Government wants to extend coverage and boost speeds after meeting 2017 superfast broadband target
The government claims that 95 percent of the UK population can now access superfast broadband with speeds of 24Mbps or faster – meeting its target of doing so before the end of 2017.
Citing figures from thinkbroadband.com, the Department for Digital, Culture, Media and Sport (DCMS) said 19 in 20 premises across the UK now had access, boosting speeds and closing the digital divide.
More than 27 million homes and businesses are now covered thanks to a combination of commercial rollouts and government-assisted programmes like Broadband Delivery UK (BDUK).
Under BDUK, any central government funding received must be matched by the local authority, while BT, which has won nearly all of the cash available, has also invested significant amounts. In total, more than 4.55 million properties were connected.
However there are plans to go further. Population coverage could reach 97 percent by the end of the decade as local authorities reinvest money returned by BT, which often refunds councils if adoption exceeds the figure quoted in its business case.
So far, BT has set aside £477 million, while project efficiency savings of £210 million create a combined pot of £687 million.
The government also wants to introduce a universal service obligation (USO) that would give anyone in the UK the legal right to demand at least 10Mbps.
“We’ve delivered on our commitment to reach 95% of homes and businesses in the UK, but there’s still more to do in our work building a Britain that’s fit for the future,” said Culture Secretary Matt Hancock. “We’re reaching thousands more premises every single week, and the next commitment is to making affordable, reliable, high speed broadband a legal right to everyone by 2020.”

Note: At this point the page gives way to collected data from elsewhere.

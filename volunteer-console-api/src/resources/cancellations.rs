use http::Method;

use crate::client::ApiClient;
use crate::error::Result;
use crate::id::{StudyId, VolunteerId};
use crate::model::Cancellation;

impl ApiClient {
    pub async fn cancellations_by_study(&self, study_id: StudyId) -> Result<Vec<Cancellation>> {
        self.fetch(Method::GET, &format!("/api/annulations/etude/{study_id}"))
            .await
    }

    pub async fn cancellations_by_volunteer(
        &self,
        volunteer_id: VolunteerId,
    ) -> Result<Vec<Cancellation>> {
        self.fetch(
            Method::GET,
            &format!("/api/annulations/volontaire/{volunteer_id}"),
        )
        .await
    }

    pub async fn cancellations_by_volunteer_and_study(
        &self,
        volunteer_id: VolunteerId,
        study_id: StudyId,
    ) -> Result<Vec<Cancellation>> {
        self.fetch(
            Method::GET,
            &format!("/api/annulations/volontaire/{volunteer_id}/etude/{study_id}"),
        )
        .await
    }
}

Openreach CEO Clive Selley has outlined his firm’s support to extend coverage even further and its commitment to deliver the USO.
“We’ll be working with the industry including other network operators, Government and Ofcom to deliver this crucial policy pledge,” he said. “In the meantime, we’ll be continuing to expand our network into rural areas through a combination of our own commercial programmes and our partnerships with local authorities and communities.”
BDUK was criticised for handing out most of the money available to BT Openreach and for its use of fibre to the cabinet (FTTC) technology instead of fibre to the premise (FTTP), which can deliver vastly superior speeds.
However, BT and Openreach now plan to rollout ‘ultrafast’ broadband powered by a combination o FTTP and G.Fast to 10 million homes and premises by the end of the decade.
“We want to build a future-proof, large-scale full fibre network that will reinforce Britain’s position as a leading digital economy in the world and over the last few months we’ve been working closely with Ofcom, the government and industry to explore how we can do that in an effective and affordable way. We look forward to publishing a more specific set of proposals for FTTP soon,” added Selley.
“It’s important to remember the 95 per cent target is not the end game,” commented Andrew Ferguson, editor of thinkbroadband.com. “Extensions and additional phases to many of the projects are underway or in the planning stages to ensure the Government’s aim of hitting 97-98 per cent superfast coverage in 2019 becomes a reality.
“How close the roll-outs from all the providers push the UK towards that goal will have a big influence on how the Universal Service Obligation will operate and the scale of the task ahead.”